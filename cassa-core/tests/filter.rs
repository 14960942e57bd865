use cassa_core::{CategoryFilter, SalesQuery, TransactionRecord, filter_records};
use chrono::{Duration, NaiveDate};
use rust_decimal::Decimal;

fn base_date() -> NaiveDate {
    NaiveDate::from_ymd_opt(2025, 3, 1).unwrap()
}

fn row(day_offset: i64, product: &str, category: &str) -> TransactionRecord {
    TransactionRecord {
        date: base_date() + Duration::days(day_offset),
        product: product.to_string(),
        category: category.to_string(),
        unit_price: Decimal::new(45_500, 3),
        quantity: 1,
        revenue: Decimal::new(45_500, 3),
    }
}

fn fixture() -> Vec<TransactionRecord> {
    vec![
        row(0, "shampoo", "hair"),
        row(1, "soap", "hygiene"),
        row(2, "mask", "hair"),
        row(5, "toothpaste", "hygiene"),
    ]
}

#[test]
fn bounds_are_inclusive_on_both_ends() {
    let records = fixture();
    let query = SalesQuery::new(base_date(), base_date() + Duration::days(2));
    let subset = filter_records(&records, &query);
    assert_eq!(subset.len(), 3);
    assert_eq!(subset[0].product, "shampoo");
    assert_eq!(subset[2].product, "mask");
}

#[test]
fn category_constraint_is_exact() {
    let records = fixture();
    let query =
        SalesQuery::new(base_date(), base_date() + Duration::days(10)).with_category("hair");
    let subset = filter_records(&records, &query);
    assert_eq!(subset.len(), 2);
    assert!(subset.iter().all(|r| r.category == "hair"));

    // Category names never match partially or case-insensitively.
    let query =
        SalesQuery::new(base_date(), base_date() + Duration::days(10)).with_category("Hair");
    assert!(filter_records(&records, &query).is_empty());
}

#[test]
fn all_filter_keeps_every_category() {
    let records = fixture();
    assert!(CategoryFilter::All.matches("anything"));
    let query = SalesQuery::new(base_date(), base_date() + Duration::days(10));
    assert_eq!(filter_records(&records, &query).len(), records.len());
}

#[test]
fn inverted_range_selects_the_empty_subset() {
    let records = fixture();
    let query = SalesQuery::new(base_date() + Duration::days(5), base_date());
    assert!(filter_records(&records, &query).is_empty());
}

#[test]
fn source_order_is_preserved() {
    // Deliberately unsorted input: filtering must not reorder it.
    let records = vec![row(3, "late", "hair"), row(0, "early", "hair")];
    let query = SalesQuery::new(base_date(), base_date() + Duration::days(10));
    let subset = filter_records(&records, &query);
    let names: Vec<&str> = subset.iter().map(|r| r.product.as_str()).collect();
    assert_eq!(names, ["late", "early"]);
}
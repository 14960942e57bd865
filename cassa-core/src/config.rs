//! Configuration types for per-engine query defaults.

use serde::{Deserialize, Serialize};

/// Defaults for the weighted-moving-average revenue forecast.
#[derive(Debug, Clone, Copy, PartialEq, Eq, Serialize, Deserialize)]
pub struct ForecastConfig {
    /// Maximum number of trailing daily points fed into the weighted mean.
    /// Shorter histories use every available point.
    pub window: usize,
    /// Number of days projected past the last historical date.
    pub horizon: usize,
}

impl Default for ForecastConfig {
    fn default() -> Self {
        Self {
            window: 30,
            horizon: 7,
        }
    }
}

/// Defaults for the co-purchase recommender.
#[derive(Debug, Clone, Copy, PartialEq, Eq, Serialize, Deserialize)]
pub struct RecommendConfig {
    /// Number of ranked co-occurring products returned per query.
    pub top_k: usize,
}

impl Default for RecommendConfig {
    fn default() -> Self {
        Self { top_k: 3 }
    }
}

/// Bundle of per-engine defaults applied when a query method is called
/// without explicit parameters.
#[derive(Debug, Clone, Copy, PartialEq, Eq, Default, Serialize, Deserialize)]
pub struct CassaConfig {
    /// Forecast defaults.
    pub forecast: ForecastConfig,
    /// Recommendation defaults.
    pub recommend: RecommendConfig,
}
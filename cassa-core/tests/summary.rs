use cassa_core::{TransactionRecord, category_breakdown, summarize, top_products};
use chrono::NaiveDate;
use rust_decimal::Decimal;

fn row(product: &str, category: &str, price_millis: i64, quantity: u32) -> TransactionRecord {
    let unit_price = Decimal::new(price_millis, 3);
    TransactionRecord {
        date: NaiveDate::from_ymd_opt(2025, 2, 10).unwrap(),
        product: product.to_string(),
        category: category.to_string(),
        unit_price,
        quantity,
        revenue: unit_price * Decimal::from(quantity),
    }
}

#[test]
fn kpis_add_up() {
    let rows = [
        row("soap", "hygiene", 18_000, 2),   // 36.000
        row("oil", "hair", 95_000, 1),       // 95.000
        row("serum", "face", 130_000, 1),    // 130.000
    ];
    let summary = summarize(rows.iter());
    assert_eq!(summary.total_revenue, Decimal::new(261_000, 3));
    assert_eq!(summary.sale_count, 3);
    assert_eq!(summary.units_sold, 4);
    assert_eq!(summary.average_sale, Some(Decimal::new(87_000, 3)));
}

#[test]
fn empty_subset_has_no_average() {
    let summary = summarize(std::iter::empty());
    assert_eq!(summary.total_revenue, Decimal::ZERO);
    assert_eq!(summary.sale_count, 0);
    assert_eq!(summary.units_sold, 0);
    assert_eq!(summary.average_sale, None);
}

#[test]
fn top_products_rank_by_revenue_with_name_tie_break() {
    let rows = [
        row("b-cream", "face", 10_000, 1),
        row("a-cream", "face", 10_000, 1),
        row("oil", "hair", 95_000, 1),
    ];
    let ranked = top_products(rows.iter(), 10);
    let names: Vec<&str> = ranked.iter().map(|p| p.product.as_str()).collect();
    assert_eq!(names, ["oil", "a-cream", "b-cream"]);
}

#[test]
fn top_products_sums_across_lines_and_truncates() {
    let rows = [
        row("soap", "hygiene", 18_000, 1),
        row("soap", "hygiene", 18_000, 2),
        row("oil", "hair", 95_000, 1),
        row("serum", "face", 130_000, 1),
    ];
    let ranked = top_products(rows.iter(), 2);
    assert_eq!(ranked.len(), 2);
    assert_eq!(ranked[0].product, "serum");
    assert_eq!(ranked[1].product, "oil");

    let soap_total = top_products(rows.iter(), 10)
        .into_iter()
        .find(|p| p.product == "soap")
        .unwrap();
    assert_eq!(soap_total.revenue, Decimal::new(54_000, 3));
}

#[test]
fn category_breakdown_covers_every_category() {
    let rows = [
        row("soap", "hygiene", 18_000, 1),
        row("oil", "hair", 95_000, 1),
        row("mask", "hair", 52_000, 1),
    ];
    let shares = category_breakdown(rows.iter());
    assert_eq!(shares.len(), 2);
    assert_eq!(shares[0].category, "hair");
    assert_eq!(shares[0].revenue, Decimal::new(147_000, 3));
    assert_eq!(shares[1].category, "hygiene");

    let total: Decimal = shares.iter().map(|s| s.revenue).sum();
    let input_total: Decimal = rows.iter().map(|r| r.revenue).sum();
    assert_eq!(total, input_total);
}
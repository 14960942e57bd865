//! The immutable transaction snapshot queried by every operation.

use chrono::NaiveDate;

use crate::types::TransactionRecord;

/// An immutable, in-memory batch of transaction records.
///
/// A store is loaded once per dataset version and then only read. Hosts
/// serving concurrent queries share a single store behind an `Arc` so every
/// reader sees the same snapshot; nothing in the engine mutates it. There
/// is deliberately no interior caching here: derived series are pure
/// functions of their inputs and are recomputed per query.
///
/// Records keep their source order and are not required to be sorted or
/// contiguous by date.
#[derive(Debug, Clone, PartialEq, Eq)]
pub struct TransactionStore {
    records: Vec<TransactionRecord>,
}

impl TransactionStore {
    /// Wrap already-validated records into a snapshot.
    ///
    /// Validation (schema, positivity, revenue consistency) happens at the
    /// ingestion boundary; the store itself accepts what it is given.
    #[must_use]
    pub fn new(records: Vec<TransactionRecord>) -> Self {
        Self { records }
    }

    /// All records, in source order.
    #[must_use]
    pub fn records(&self) -> &[TransactionRecord] {
        &self.records
    }

    /// Number of transaction lines in the snapshot.
    #[must_use]
    pub fn len(&self) -> usize {
        self.records.len()
    }

    /// Whether the snapshot holds no records at all.
    #[must_use]
    pub fn is_empty(&self) -> bool {
        self.records.is_empty()
    }

    /// Earliest and latest transaction date, or `None` for an empty store.
    ///
    /// The presentation layer seeds its date-range pickers from this.
    #[must_use]
    pub fn date_span(&self) -> Option<(NaiveDate, NaiveDate)> {
        let mut dates = self.records.iter().map(|r| r.date);
        let first = dates.next()?;
        let (min, max) = dates.fold((first, first), |(min, max), d| {
            (min.min(d), max.max(d))
        });
        Some((min, max))
    }

    /// Sorted, de-duplicated category names present in the snapshot.
    #[must_use]
    pub fn categories(&self) -> Vec<String> {
        let mut out: Vec<String> = self.records.iter().map(|r| r.category.clone()).collect();
        out.sort_unstable();
        out.dedup();
        out
    }

    /// Sorted, de-duplicated product names present in the snapshot.
    #[must_use]
    pub fn products(&self) -> Vec<String> {
        let mut out: Vec<String> = self.records.iter().map(|r| r.product.clone()).collect();
        out.sort_unstable();
        out.dedup();
        out
    }
}
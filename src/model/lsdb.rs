use std::collections::HashMap;
use std::sync::{Arc, Mutex};
use std::thread;
use std::time::Duration;

use tracing::debug;

use crate::model::lsa::LinkStatePacket;

// Cloning shares the underlying table; all operations, including the
// background aging tick, serialize under one lock.
#[derive(Clone)]
pub struct Lsdb {
    inner: Arc<Mutex<HashMap<u32, LinkStatePacket>>>,
}

impl Default for Lsdb {
    fn default() -> Self {
        Self {
            inner: Arc::new(Mutex::new(HashMap::new())),
        }
    }
}

impl Lsdb {
    pub fn new() -> Self {
        Self::default()
    }

    pub fn add(&self, key: u32, lsa: LinkStatePacket) {
        self.inner
            .lock()
            .expect("lsdb lock poisoned")
            .insert(key, lsa);
    }

    pub fn get(&self, key: u32) -> Option<LinkStatePacket> {
        self.inner.lock().expect("lsdb lock poisoned").get(&key).cloned()
    }

    pub fn remove(&self, key: u32) {
        self.inner.lock().expect("lsdb lock poisoned").remove(&key);
    }

    pub fn snapshot(&self) -> HashMap<u32, LinkStatePacket> {
        self.inner.lock().expect("lsdb lock poisoned").clone()
    }

    pub fn len(&self) -> usize {
        self.inner.lock().expect("lsdb lock poisoned").len()
    }

    pub fn is_empty(&self) -> bool {
        self.len() == 0
    }

    pub fn clear(&self) {
        self.inner.lock().expect("lsdb lock poisoned").clear();
    }

    fn tick(&self) -> Vec<u32> {
        let mut guard = self.inner.lock().expect("lsdb lock poisoned");
        let expired: Vec<u32> = guard
            .iter()
            .filter_map(|(key, lsa)| (lsa.ttl == 0).then_some(*key))
            .collect();
        for key in &expired {
            guard.remove(key);
        }
        for lsa in guard.values_mut() {
            lsa.ttl = lsa.ttl.saturating_sub(1);
        }
        expired
    }

    pub fn spawn_aging_thread(&self, cancel: Arc<std::sync::atomic::AtomicBool>) {
        let lsdb = self.clone();
        thread::spawn(move || {
            use std::sync::atomic::Ordering;
            while !cancel.load(Ordering::Relaxed) {
                thread::sleep(Duration::from_secs(1));
                if cancel.load(Ordering::Relaxed) {
                    break;
                }
                let expired = lsdb.tick();
                for key in expired {
                    debug!(link_state_id = key, "lsdb entry aged out");
                }
            }
        });
    }
}

#[cfg(test)]
mod tests {
    use super::*;
    use crate::model::lsa::LinkStatePacket;

    #[test]
    fn add_then_get_returns_same_lsa() {
        let lsdb = Lsdb::new();
        let lsa = LinkStatePacket::new(1, 1, vec![], 60);
        lsdb.add(1, lsa.clone());
        assert_eq!(lsdb.get(1), Some(lsa));
    }

    #[test]
    fn tick_decrements_and_evicts_at_zero() {
        let lsdb = Lsdb::new();
        lsdb.add(1, LinkStatePacket::new(1, 1, vec![], 1));
        lsdb.add(2, LinkStatePacket::new(2, 1, vec![], 0));

        let expired = lsdb.tick();
        assert_eq!(expired, vec![2]);
        assert_eq!(lsdb.get(1).unwrap().ttl, 0);
        assert_eq!(lsdb.get(2), None);

        let expired = lsdb.tick();
        assert_eq!(expired, vec![1]);
        assert_eq!(lsdb.get(1), None);
    }

    #[test]
    fn remove_of_absent_key_is_a_no_op() {
        let lsdb = Lsdb::new();
        lsdb.remove(42);
        assert!(lsdb.is_empty());
    }

    #[test]
    fn snapshot_is_independent_of_later_mutation() {
        let lsdb = Lsdb::new();
        lsdb.add(1, LinkStatePacket::new(1, 1, vec![], 60));
        let snap = lsdb.snapshot();
        lsdb.remove(1);
        assert_eq!(snap.len(), 1);
        assert!(lsdb.is_empty());
    }
}
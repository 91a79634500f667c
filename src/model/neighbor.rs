use std::collections::HashMap;

#[derive(Debug, Clone, Copy, PartialEq, Eq)]
pub enum LinkStatus {
    Up { cost: i64 },
    Down,
}

impl LinkStatus {
    pub fn is_up(self) -> bool {
        matches!(self, LinkStatus::Up { .. })
    }

    pub fn cost(self) -> Option<i64> {
        match self {
            LinkStatus::Up { cost } => Some(cost),
            LinkStatus::Down => None,
        }
    }
}

#[derive(Debug, Default)]
pub struct NeighborLinks {
    links: HashMap<u32, LinkStatus>,
}

impl NeighborLinks {
    pub fn new() -> Self {
        Self::default()
    }

    pub fn status(&self, neighbor_id: u32) -> Option<LinkStatus> {
        self.links.get(&neighbor_id).copied()
    }

    pub fn is_absent(&self, neighbor_id: u32) -> bool {
        self.status(neighbor_id).is_none()
    }

    pub fn set_up(&mut self, neighbor_id: u32, cost: i64) {
        self.links.insert(neighbor_id, LinkStatus::Up { cost });
    }

    pub fn set_down(&mut self, neighbor_id: u32) {
        self.links.insert(neighbor_id, LinkStatus::Down);
    }

    pub fn remove(&mut self, neighbor_id: u32) {
        self.links.remove(&neighbor_id);
    }

    pub fn up_neighbors(&self) -> impl Iterator<Item = (u32, i64)> + '_ {
        self.links.iter().filter_map(|(id, status)| match status {
            LinkStatus::Up { cost } => Some((*id, *cost)),
            LinkStatus::Down => None,
        })
    }

    pub fn clear(&mut self) {
        self.links.clear();
    }
}

// Tracks the highest sequence number seen per originator instead of
// every (link_state_id, sequence_number) pair ever seen, which would
// grow without bound. Callers must check the LSDB for staleness before
// consulting this, since a sequence number can be stale relative to
// the highest seen without this type being able to tell the two apart.
#[derive(Debug, Default)]
pub struct ProcessedLsas {
    highest_seen: HashMap<u32, u64>,
}

impl ProcessedLsas {
    pub fn new() -> Self {
        Self::default()
    }

    pub fn mark_and_check_duplicate(&mut self, link_state_id: u32, sequence_number: u64) -> bool {
        match self.highest_seen.get(&link_state_id) {
            Some(&highest) if sequence_number <= highest => true,
            _ => {
                self.highest_seen.insert(link_state_id, sequence_number);
                false
            }
        }
    }
}
pub mod lsa;
pub mod lsdb;
pub mod messages;
pub mod neighbor;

• • • • • • •

What is needed - The lines to return are those holding the string "ProcessedLsas" anywhere in the listing above.

Written reply -
pub struct ProcessedLsas {
impl ProcessedLsas {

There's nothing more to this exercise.